What you are asked to do
Every line from the one with "drop(keep);" to the end of the entries, both included, is to be copied exactly; the other lines stay out.

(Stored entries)
═══

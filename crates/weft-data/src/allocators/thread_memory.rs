// Copyright 2025 eraflo
//
// Licensed under the Apache License, Version 2.0 (the "License");
// you may not use this file except in compliance with the License.
// You may obtain a copy of the License at
//
//     http://www.apache.org/licenses/LICENSE-2.0
//
// Unless required by applicable law or agreed to in writing, software
// distributed under the License is distributed on an "AS IS" BASIS,
// WITHOUT WARRANTIES OR CONDITIONS OF ANY KIND, either express or implied.
// See the License for the specific language governing permissions and
// limitations under the License.

//! Per-worker bump arena.

use super::chunk_system::{ChunkId, MemoryChunkSystem};
use super::chunk_table::{ChunkRecord, ChunkTable};
use super::record::{self, AllocationRecord, PAD_MAGIC};
use std::alloc::Layout;
use std::fmt;
use std::panic::Location;
use std::ptr::{self, NonNull};
use std::sync::Arc;
use weft_core::error::{fatal, AllocError};

/// A bump arena owned by one worker thread.
///
/// Allocations are carved from chunks claimed from the shared
/// [`MemoryChunkSystem`], each behind an [`AllocationRecord`]. Freeing an
/// allocation only decrements its chunk's counter; once the counter is back
/// to zero the chunk's bump offset rewinds and the whole chunk is reused.
///
/// The owning worker calls [`free_all_chunks`](Self::free_all_chunks) after
/// every task, which hands every chunk back to the system and logs whatever
/// was not freed.
pub struct ThreadMemory {
    system: Arc<MemoryChunkSystem>,
    tables: Vec<ChunkTable>,
    owner: String,
}

impl ThreadMemory {
    /// Creates an empty arena on top of `system`. `owner` names the arena in
    /// leak reports.
    pub fn new(system: Arc<MemoryChunkSystem>, owner: impl Into<String>) -> Self {
        let tables = (0..system.levels())
            .map(|level| ChunkTable::new(system.class(level)))
            .collect();
        Self {
            system,
            tables,
            owner: owner.into(),
        }
    }

    /// Allocates `size` bytes aligned to `alignment`. Any failure is fatal.
    #[track_caller]
    pub fn alloc(&mut self, size: usize, alignment: usize) -> NonNull<u8> {
        self.try_alloc(size, alignment)
            .unwrap_or_else(|err| fatal(err))
    }

    /// Allocates memory for `layout`. Any failure is fatal.
    #[track_caller]
    pub fn alloc_layout(&mut self, layout: Layout) -> NonNull<u8> {
        self.alloc(layout.size(), layout.align())
    }

    /// Allocates `size` bytes aligned to `alignment`.
    ///
    /// The returned memory is uninitialized and stays valid until it is
    /// freed or [`free_all_chunks`](Self::free_all_chunks) runs.
    #[track_caller]
    pub fn try_alloc(&mut self, size: usize, alignment: usize) -> Result<NonNull<u8>, AllocError> {
        let source = Location::caller();
        if size == 0 {
            return Err(AllocError::ZeroSize);
        }
        let align =
            record::effective_alignment(alignment).ok_or(AllocError::InvalidAlignment { alignment })?;
        let level = self.system.size_to_level(record::worst_case_span(
            AllocationRecord::SIZE,
            size,
            align,
        ))?;

        let id = match self.tables[level].find_room(AllocationRecord::SIZE, size, align) {
            Some(id) => id,
            None => {
                let chunk = self.system.alloc(record::worst_case_span(
                    AllocationRecord::SIZE,
                    size,
                    align,
                ));
                log::trace!("{}: adopted chunk {}", self.owner, chunk.id());
                self.tables[chunk.id().level()].adopt(chunk)
            }
        };

        let Some(data) = self.tables[id.level()].carve(id, AllocationRecord::SIZE, size, align) else {
            fatal(format!("{}: chunk {id} cannot hold {size} bytes", self.owner));
        };
        // SAFETY: `carve` reserved the header bytes in front of `data`.
        unsafe { AllocationRecord::new(size, align, id, source).write(data) };
        Ok(data)
    }

    /// Frees an allocation made by this arena.
    ///
    /// A damaged header, a double free or a pointer from another arena is
    /// fatal.
    ///
    /// # Safety
    ///
    /// `data` must have been returned by [`alloc`](Self::alloc) on this arena
    /// and not be used after this call.
    pub unsafe fn free(&mut self, data: NonNull<u8>) {
        let header = AllocationRecord::read(data);
        if header.is_freed() {
            fatal(format!("{}: allocation freed twice: {header}", self.owner));
        }
        if !header.is_live() {
            let header_addr = data.as_ptr() as usize - AllocationRecord::SIZE;
            let trusted = self.system.locate(header_addr) == Some(header.chunk());
            fatal(AllocError::CorruptedRecord {
                record: header.describe(trusted),
            });
        }

        let id = header.chunk();
        let released = self
            .tables
            .get_mut(id.level())
            .filter(|table| table.get(id).is_some())
            .and_then(|table| {
                AllocationRecord::mark_freed(data);
                table.release(id)
            });
        if released.is_none() {
            fatal(format!(
                "{}: allocation from a chunk it does not own: {header}",
                self.owner
            ));
        }
    }

    /// Returns every chunk to the chunk system, logging allocations that
    /// were never freed. Returns the number of leaked allocations.
    pub fn free_all_chunks(&mut self) -> usize {
        let mut leaked = 0;
        let mut released = Vec::new();
        for table in &mut self.tables {
            released.extend(table.drain());
        }
        for record in released {
            if record.allocs > 0 {
                self.report_leaks(&record);
                leaked += record.allocs as usize;
            }
            self.system.free(record.chunk);
        }
        leaked
    }

    /// Number of chunks the arena currently owns.
    pub fn owned_chunks(&self) -> usize {
        self.tables.iter().map(ChunkTable::owned).sum()
    }

    /// Number of allocations not yet freed.
    pub fn outstanding_allocations(&self) -> usize {
        self.tables.iter().map(ChunkTable::outstanding).sum()
    }

    /// Outstanding allocations and bump offset of an owned chunk.
    pub fn chunk_usage(&self, id: ChunkId) -> Option<(u32, usize)> {
        self.tables
            .get(id.level())?
            .get(id)
            .map(|chunk| (chunk.allocs, chunk.offset))
    }

    /// The chunk system this arena draws from.
    pub fn system(&self) -> &Arc<MemoryChunkSystem> {
        &self.system
    }

    fn report_leaks(&self, record: &ChunkRecord) {
        let id = record.chunk.id();
        let base = record.chunk.as_ptr();
        log::warn!(
            "{}: chunk {id} released with {} live allocation(s)",
            self.owner,
            record.allocs
        );

        let mut pos = 0;
        while pos < record.offset {
            // SAFETY: `pos` walks headers and pad words this arena wrote
            // below the chunk's bump offset.
            let header = unsafe {
                if ptr::read(base.add(pos).cast::<u64>().as_ptr()) == PAD_MAGIC {
                    pos += 8;
                    continue;
                }
                AllocationRecord::read(base.add(pos + AllocationRecord::SIZE))
            };

            if header.is_live() {
                log::warn!("{}: leaked allocation: {header}", self.owner);
            } else if !header.is_freed() {
                log::warn!(
                    "{}: chunk {id} has an unreadable record at offset {pos}: {header}",
                    self.owner
                );
                return;
            }
            pos += AllocationRecord::SIZE + header.span();
        }
    }
}

impl Drop for ThreadMemory {
    fn drop(&mut self) {
        let leaked = self.free_all_chunks();
        if leaked > 0 {
            log::warn!("{}: {leaked} allocation(s) leaked at teardown", self.owner);
        }
    }
}

impl fmt::Debug for ThreadMemory {
    fn fmt(&self, f: &mut fmt::Formatter<'_>) -> fmt::Result {
        f.debug_struct("ThreadMemory")
            .field("owner", &self.owner)
            .field("owned_chunks", &self.owned_chunks())
            .field("outstanding_allocations", &self.outstanding_allocations())
            .finish()
    }
}

#[cfg(test)]
mod tests {
    use super::*;

    fn arena(config: &str) -> ThreadMemory {
        let system = Arc::new(MemoryChunkSystem::new(
            &config.parse().expect("valid chunk config"),
        ));
        ThreadMemory::new(system, "test")
    }

    #[test]
    fn test_alloc_respects_alignment() {
        let mut memory = arena("16:4");
        for alignment in [1, 8, 16, 64, 256] {
            let ptr = memory.alloc(24, alignment);
            assert_eq!(ptr.as_ptr() as usize % alignment, 0);
        }
        assert_eq!(memory.outstanding_allocations(), 5);
        assert_eq!(memory.owned_chunks(), 1);
        assert_eq!(memory.free_all_chunks(), 5);
    }

    #[test]
    fn test_free_rewinds_empty_chunk() {
        let mut memory = arena("16:4");
        let keep = memory.alloc(100, 8);
        let id = unsafe { AllocationRecord::read(keep) }.chunk();
        let (allocs_before, offset_before) = memory.chunk_usage(id).expect("owned chunk");

        let ptr = memory.alloc(200, 16);
        unsafe { memory.free(ptr) };
        assert_eq!(memory.chunk_usage(id).expect("owned chunk").0, allocs_before);
        assert!(memory.chunk_usage(id).expect("owned chunk").1 > offset_before);

        unsafe { memory.free(keep) };
        assert_eq!(memory.chunk_usage(id), Some((0, 0)));
        assert_eq!(memory.free_all_chunks(), 0);
    }

    #[test]
    fn test_round_trip_restores_chunk_bitmap() {
        let mut memory = arena("16:8 1024:2");
        let system = Arc::clone(memory.system());
        let free_before = system.available_chunks(0);

        for _ in 0..100 {
            let a = memory.alloc(512, 8);
            let b = memory.alloc(4000, 32);
            unsafe {
                memory.free(b);
                memory.free(a);
            }
        }
        assert_eq!(memory.owned_chunks(), 1);
        assert_eq!(memory.free_all_chunks(), 0);
        assert_eq!(system.available_chunks(0), free_before);
    }

    #[test]
    fn test_full_chunk_claims_another() {
        let mut memory = arena("16:4");
        let mut ptrs = Vec::new();
        for _ in 0..8 {
            ptrs.push(memory.alloc(4000, 8));
        }
        assert!(memory.owned_chunks() >= 2);
        for ptr in ptrs {
            unsafe { memory.free(ptr) };
        }
        assert_eq!(memory.outstanding_allocations(), 0);
    }

    #[test]
    fn test_large_request_uses_larger_class() {
        let mut memory = arena("16:4 1024:4 65536:1");
        let ptr = memory.alloc(2 << 20, 8);
        let record = unsafe { AllocationRecord::read(ptr) };
        assert_eq!(record.chunk().level(), 2);
        assert_eq!(record.size(), 2 << 20);
        unsafe { memory.free(ptr) };
    }

    #[test]
    fn test_invalid_requests_are_errors() {
        let mut memory = arena("16:1");
        assert!(matches!(memory.try_alloc(0, 8), Err(AllocError::ZeroSize)));
        assert!(matches!(
            memory.try_alloc(8, 12),
            Err(AllocError::InvalidAlignment { alignment: 12 })
        ));
        assert!(matches!(
            memory.try_alloc(16 * 1024, 8),
            Err(AllocError::SizeTooLarge { .. })
        ));
    }

    #[test]
    fn test_records_carry_call_site() {
        let mut memory = arena("16:1");
        let ptr = memory.alloc(8, 8);
        let record = unsafe { AllocationRecord::read(ptr) };
        let source = record.source().expect("live record has a source");
        assert_eq!(source.file(), file!());
        unsafe { memory.free(ptr) };
    }

    #[test]
    #[should_panic(expected = "size: 48, alignment: 16")]
    fn test_corrupted_guard_is_fatal() {
        let mut memory = arena("16:1");
        let ptr = memory.alloc(48, 16);
        unsafe {
            let guard = ptr.as_ptr().sub(AllocationRecord::SIZE);
            *guard ^= 0x5A;
            memory.free(ptr);
        }
    }

    #[test]
    #[should_panic(expected = "freed twice")]
    fn test_double_free_is_fatal() {
        let mut memory = arena("16:1");
        let keep = memory.alloc(8, 8);
        let ptr = memory.alloc(8, 8);
        unsafe {
            memory.free(ptr);
            memory.free(ptr);
        }
        drop(keep);
    }

    #[test]
    fn test_drop_returns_leaked_chunks() {
        let system = Arc::new(MemoryChunkSystem::new(&"16:2".parse().expect("valid")));
        {
            let mut memory = ThreadMemory::new(Arc::clone(&system), "leaky");
            let _leak = memory.alloc(64, 64);
            assert_eq!(system.available_chunks(0), 1);
        }
        assert_eq!(system.available_chunks(0), 2);
    }
}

═══

Answer to this task
        drop(keep);
    }

    #[test]
    fn test_drop_returns_leaked_chunks() {
        let system = Arc::new(MemoryChunkSystem::new(&"16:2".parse().expect("valid")));
        {
            let mut memory = ThreadMemory::new(Arc::clone(&system), "leaky");
            let _leak = memory.alloc(64, 64);
            assert_eq!(system.available_chunks(0), 1);
        }
        assert_eq!(system.available_chunks(0), 2);
    }
}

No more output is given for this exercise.